When you reach the line with "exceeds 1 within" in the data below, begin printing lines exactly, and stop once the line with "self.started_at = UNSET;" has been printed.

[Saved data entries]
++++++++

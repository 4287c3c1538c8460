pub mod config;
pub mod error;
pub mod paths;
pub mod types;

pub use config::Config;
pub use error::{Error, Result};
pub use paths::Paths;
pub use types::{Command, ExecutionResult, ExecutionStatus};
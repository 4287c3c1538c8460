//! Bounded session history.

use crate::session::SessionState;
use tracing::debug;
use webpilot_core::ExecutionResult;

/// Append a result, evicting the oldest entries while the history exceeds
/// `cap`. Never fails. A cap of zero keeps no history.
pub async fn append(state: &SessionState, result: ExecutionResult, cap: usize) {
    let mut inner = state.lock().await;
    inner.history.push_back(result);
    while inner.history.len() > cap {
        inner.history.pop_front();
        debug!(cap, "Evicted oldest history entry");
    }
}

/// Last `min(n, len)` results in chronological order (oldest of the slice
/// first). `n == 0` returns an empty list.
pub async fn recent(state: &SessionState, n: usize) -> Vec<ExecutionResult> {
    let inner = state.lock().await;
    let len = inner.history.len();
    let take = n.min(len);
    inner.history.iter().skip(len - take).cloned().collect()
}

++++++++

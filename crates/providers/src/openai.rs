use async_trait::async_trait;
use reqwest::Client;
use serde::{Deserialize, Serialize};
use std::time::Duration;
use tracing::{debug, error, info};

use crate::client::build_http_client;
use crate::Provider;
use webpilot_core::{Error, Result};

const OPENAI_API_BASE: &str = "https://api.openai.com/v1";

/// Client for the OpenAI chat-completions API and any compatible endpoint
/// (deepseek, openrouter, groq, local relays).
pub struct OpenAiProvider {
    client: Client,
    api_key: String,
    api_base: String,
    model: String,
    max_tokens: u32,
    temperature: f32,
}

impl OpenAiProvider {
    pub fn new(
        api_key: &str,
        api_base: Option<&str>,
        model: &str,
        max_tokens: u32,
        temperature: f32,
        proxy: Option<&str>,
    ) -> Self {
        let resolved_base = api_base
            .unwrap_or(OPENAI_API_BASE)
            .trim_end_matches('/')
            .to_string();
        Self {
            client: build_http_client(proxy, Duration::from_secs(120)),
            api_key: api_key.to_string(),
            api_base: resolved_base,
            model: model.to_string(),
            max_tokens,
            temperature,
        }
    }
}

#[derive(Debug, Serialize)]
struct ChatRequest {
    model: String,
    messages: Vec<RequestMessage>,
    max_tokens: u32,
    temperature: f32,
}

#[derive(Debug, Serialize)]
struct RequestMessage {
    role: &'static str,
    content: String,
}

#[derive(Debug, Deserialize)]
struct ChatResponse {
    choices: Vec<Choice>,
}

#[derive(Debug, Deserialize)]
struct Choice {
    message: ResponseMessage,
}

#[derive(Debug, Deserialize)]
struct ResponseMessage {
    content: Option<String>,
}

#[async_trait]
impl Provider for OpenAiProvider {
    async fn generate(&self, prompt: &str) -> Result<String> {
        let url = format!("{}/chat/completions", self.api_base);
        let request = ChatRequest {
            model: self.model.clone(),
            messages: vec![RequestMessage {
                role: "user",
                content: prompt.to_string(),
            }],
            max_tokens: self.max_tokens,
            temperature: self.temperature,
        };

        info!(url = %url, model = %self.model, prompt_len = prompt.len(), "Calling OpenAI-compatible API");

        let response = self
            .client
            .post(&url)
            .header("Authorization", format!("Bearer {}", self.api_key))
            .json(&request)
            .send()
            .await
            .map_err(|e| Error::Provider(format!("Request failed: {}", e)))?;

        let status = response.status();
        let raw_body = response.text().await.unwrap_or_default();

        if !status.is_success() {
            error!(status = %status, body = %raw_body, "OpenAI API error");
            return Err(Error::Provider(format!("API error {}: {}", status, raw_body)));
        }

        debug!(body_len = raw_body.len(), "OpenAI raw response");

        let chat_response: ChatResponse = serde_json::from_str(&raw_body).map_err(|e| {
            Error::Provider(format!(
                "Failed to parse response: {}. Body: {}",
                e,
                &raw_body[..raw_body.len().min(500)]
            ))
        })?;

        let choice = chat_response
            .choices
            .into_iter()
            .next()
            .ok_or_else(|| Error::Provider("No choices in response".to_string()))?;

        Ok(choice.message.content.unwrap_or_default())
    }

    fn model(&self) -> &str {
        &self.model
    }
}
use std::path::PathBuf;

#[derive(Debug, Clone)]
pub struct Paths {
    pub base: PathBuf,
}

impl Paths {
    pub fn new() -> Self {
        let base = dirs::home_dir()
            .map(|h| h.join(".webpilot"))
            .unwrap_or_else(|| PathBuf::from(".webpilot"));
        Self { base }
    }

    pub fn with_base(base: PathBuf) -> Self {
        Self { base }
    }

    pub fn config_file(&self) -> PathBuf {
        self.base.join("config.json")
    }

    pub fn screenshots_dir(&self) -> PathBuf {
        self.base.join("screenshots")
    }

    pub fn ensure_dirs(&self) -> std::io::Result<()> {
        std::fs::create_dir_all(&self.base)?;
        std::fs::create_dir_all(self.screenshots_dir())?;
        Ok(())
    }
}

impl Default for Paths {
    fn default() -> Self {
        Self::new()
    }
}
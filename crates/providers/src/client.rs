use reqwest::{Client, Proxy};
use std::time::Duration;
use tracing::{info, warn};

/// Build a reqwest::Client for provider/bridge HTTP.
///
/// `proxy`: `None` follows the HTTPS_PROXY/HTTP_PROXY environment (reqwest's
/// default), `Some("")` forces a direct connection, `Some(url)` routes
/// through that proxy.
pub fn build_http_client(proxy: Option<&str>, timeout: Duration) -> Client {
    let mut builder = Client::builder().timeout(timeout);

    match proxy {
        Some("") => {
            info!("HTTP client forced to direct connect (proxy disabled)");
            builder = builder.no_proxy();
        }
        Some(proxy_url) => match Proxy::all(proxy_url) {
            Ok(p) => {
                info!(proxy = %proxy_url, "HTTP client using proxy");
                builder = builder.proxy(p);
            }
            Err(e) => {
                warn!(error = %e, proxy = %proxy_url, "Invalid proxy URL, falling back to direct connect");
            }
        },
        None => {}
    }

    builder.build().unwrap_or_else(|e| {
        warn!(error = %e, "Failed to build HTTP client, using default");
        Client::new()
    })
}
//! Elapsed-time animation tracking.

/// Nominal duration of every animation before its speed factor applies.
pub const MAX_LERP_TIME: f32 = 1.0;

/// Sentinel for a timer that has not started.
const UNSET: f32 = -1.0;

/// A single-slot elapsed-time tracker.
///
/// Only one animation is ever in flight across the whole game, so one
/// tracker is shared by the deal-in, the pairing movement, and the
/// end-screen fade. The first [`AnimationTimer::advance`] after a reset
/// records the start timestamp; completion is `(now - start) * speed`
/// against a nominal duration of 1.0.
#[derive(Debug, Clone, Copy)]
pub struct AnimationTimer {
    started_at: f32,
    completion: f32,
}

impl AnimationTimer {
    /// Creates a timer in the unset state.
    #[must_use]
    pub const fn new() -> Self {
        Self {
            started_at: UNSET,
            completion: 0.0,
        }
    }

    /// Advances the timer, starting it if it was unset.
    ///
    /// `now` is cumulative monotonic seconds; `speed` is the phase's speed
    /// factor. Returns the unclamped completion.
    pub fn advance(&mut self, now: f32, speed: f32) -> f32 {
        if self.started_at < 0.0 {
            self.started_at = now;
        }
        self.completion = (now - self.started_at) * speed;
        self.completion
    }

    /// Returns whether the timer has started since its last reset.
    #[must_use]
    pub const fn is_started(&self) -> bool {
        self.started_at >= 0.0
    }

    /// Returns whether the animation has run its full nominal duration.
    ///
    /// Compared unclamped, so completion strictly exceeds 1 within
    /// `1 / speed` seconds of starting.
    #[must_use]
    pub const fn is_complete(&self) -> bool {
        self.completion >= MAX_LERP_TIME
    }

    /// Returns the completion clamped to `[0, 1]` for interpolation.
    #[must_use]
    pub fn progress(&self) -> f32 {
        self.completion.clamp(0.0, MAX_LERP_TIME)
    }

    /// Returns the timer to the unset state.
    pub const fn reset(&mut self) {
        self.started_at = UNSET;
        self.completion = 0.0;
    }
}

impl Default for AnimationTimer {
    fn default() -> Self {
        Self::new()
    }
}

++++++++

EXERCISE SOLUTION —
    /// Compared unclamped, so completion strictly exceeds 1 within
    /// `1 / speed` seconds of starting.
    #[must_use]
    pub const fn is_complete(&self) -> bool {
        self.completion >= MAX_LERP_TIME
    }

    /// Returns the completion clamped to `[0, 1]` for interpolation.
    #[must_use]
    pub fn progress(&self) -> f32 {
        self.completion.clamp(0.0, MAX_LERP_TIME)
    }

    /// Returns the timer to the unset state.
    pub const fn reset(&mut self) {
        self.started_at = UNSET;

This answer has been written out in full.